Work to complete | All lines below are to be transcribed exactly.

[Dataset entries — start]

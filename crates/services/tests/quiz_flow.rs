use rand::SeedableRng;
use rand::rngs::StdRng;
use services::{ExamClock, QuizController};
use study_core::quiz::{TimerState, Topic};

#[tokio::test(start_paused = true)]
async fn exam_expires_through_clock_ticks() {
    let mut ctrl = QuizController::new(StdRng::seed_from_u64(5));
    let (mut clock, mut ticks) = ExamClock::channel();

    let ticket = ctrl.start_exam(Topic::PriceControls, 5, 1).expect("exam");
    assert!(ticket.needs_clock());
    clock.arm(ticket.id);

    let first = ctrl.session().unwrap().questions()[0];
    ctrl.select_answer(first.id, first.correct_index).unwrap();

    let mut received = 0;
    while let Some(id) = ticks.recv().await {
        received += 1;
        if ctrl.tick(id) == Some(TimerState::Expired) {
            clock.stop();
            break;
        }
    }

    assert_eq!(received, 60);
    let session = ctrl.session().unwrap();
    assert!(session.is_locked());
    assert!(session.reveal_answers());
    assert_eq!(session.remaining_display(), "0:00");
    assert_eq!(ctrl.score().unwrap().correct, 1);
}

#[tokio::test(start_paused = true)]
async fn replacing_an_exam_silences_the_old_countdown() {
    let mut ctrl = QuizController::new(StdRng::seed_from_u64(6));
    let (mut clock, mut ticks) = ExamClock::channel();

    let old = ctrl.start_exam(Topic::Shifts, 5, 5).unwrap();
    clock.arm(old.id);
    let id = ticks.recv().await.unwrap();
    assert_eq!(ctrl.tick(id), Some(TimerState::Running));

    let practice = ctrl.generate(Topic::Shifts, 5).unwrap();
    assert!(!practice.needs_clock());
    clock.stop();

    // A tick for the old exam may still be in flight; it must be ignored.
    assert_eq!(ctrl.tick(old.id), None);
    assert_eq!(ctrl.session().unwrap().timer_state(), TimerState::Idle);

    tokio::time::sleep(std::time::Duration::from_secs(3)).await;
    assert!(ticks.try_recv().is_err());
}

#[tokio::test(start_paused = true)]
async fn submit_before_expiry_stops_the_countdown() {
    let mut ctrl = QuizController::new(StdRng::seed_from_u64(7));
    let (mut clock, mut ticks) = ExamClock::channel();

    let exam = ctrl.start_exam(Topic::QuotaTariff, 8, 10).unwrap();
    clock.arm(exam.id);
    for _ in 0..3 {
        let id = ticks.recv().await.unwrap();
        ctrl.tick(id);
    }

    assert!(ctrl.submit().unwrap());
    clock.stop();

    let session = ctrl.session().unwrap();
    assert_eq!(session.timer_state(), TimerState::StoppedBySubmit);
    assert_eq!(session.remaining_secs(), 597);
    assert!(!ctrl.toggle_reveal().unwrap());

    let retry = ctrl.retry_wrong_or_unanswered().unwrap().expect("all unanswered");
    assert_eq!(retry.questions, 8);
    assert!(!retry.needs_clock());
}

[Dataset entries — finish]

Written answer |
filename crates/services/tests/quiz_flow.rs
use rand::SeedableRng;
use rand::rngs::StdRng;
use services::{ExamClock, QuizController};
use study_core::quiz::{TimerState, Topic};

#[tokio::test(start_paused = true)]
async fn exam_expires_through_clock_ticks() {
    let mut ctrl = QuizController::new(StdRng::seed_from_u64(5));
    let (mut clock, mut ticks) = ExamClock::channel();

    let ticket = ctrl.start_exam(Topic::PriceControls, 5, 1).expect("exam");
    assert!(ticket.needs_clock());
    clock.arm(ticket.id);

    let first = ctrl.session().unwrap().questions()[0];
    ctrl.select_answer(first.id, first.correct_index).unwrap();

    let mut received = 0;
    while let Some(id) = ticks.recv().await {
        received += 1;
        if ctrl.tick(id) == Some(TimerState::Expired) {
            clock.stop();
            break;
        }
    }

    assert_eq!(received, 60);
    let session = ctrl.session().unwrap();
    assert!(session.is_locked());
    assert!(session.reveal_answers());
    assert_eq!(session.remaining_display(), "0:00");
    assert_eq!(ctrl.score().unwrap().correct, 1);
}

#[tokio::test(start_paused = true)]
async fn replacing_an_exam_silences_the_old_countdown() {
    let mut ctrl = QuizController::new(StdRng::seed_from_u64(6));
    let (mut clock, mut ticks) = ExamClock::channel();

    let old = ctrl.start_exam(Topic::Shifts, 5, 5).unwrap();
    clock.arm(old.id);
    let id = ticks.recv().await.unwrap();
    assert_eq!(ctrl.tick(id), Some(TimerState::Running));

    let practice = ctrl.generate(Topic::Shifts, 5).unwrap();
    assert!(!practice.needs_clock());
    clock.stop();

    // A tick for the old exam may still be in flight; it must be ignored.
    assert_eq!(ctrl.tick(old.id), None);
    assert_eq!(ctrl.session().unwrap().timer_state(), TimerState::Idle);

    tokio::time::sleep(std::time::Duration::from_secs(3)).await;
    assert!(ticks.try_recv().is_err());
}

#[tokio::test(start_paused = true)]
async fn submit_before_expiry_stops_the_countdown() {
    let mut ctrl = QuizController::new(StdRng::seed_from_u64(7));
    let (mut clock, mut ticks) = ExamClock::channel();

    let exam = ctrl.start_exam(Topic::QuotaTariff, 8, 10).unwrap();
    clock.arm(exam.id);
    for _ in 0..3 {
        let id = ticks.recv().await.unwrap();
        ctrl.tick(id);
    }

    assert!(ctrl.submit().unwrap());
    clock.stop();

    let session = ctrl.session().unwrap();
    assert_eq!(session.timer_state(), TimerState::StoppedBySubmit);
    assert_eq!(session.remaining_secs(), 597);
    assert!(!ctrl.toggle_reveal().unwrap());

    let retry = ctrl.retry_wrong_or_unanswered().unwrap().expect("all unanswered");
    assert_eq!(retry.questions, 8);
    assert!(!retry.needs_clock());
}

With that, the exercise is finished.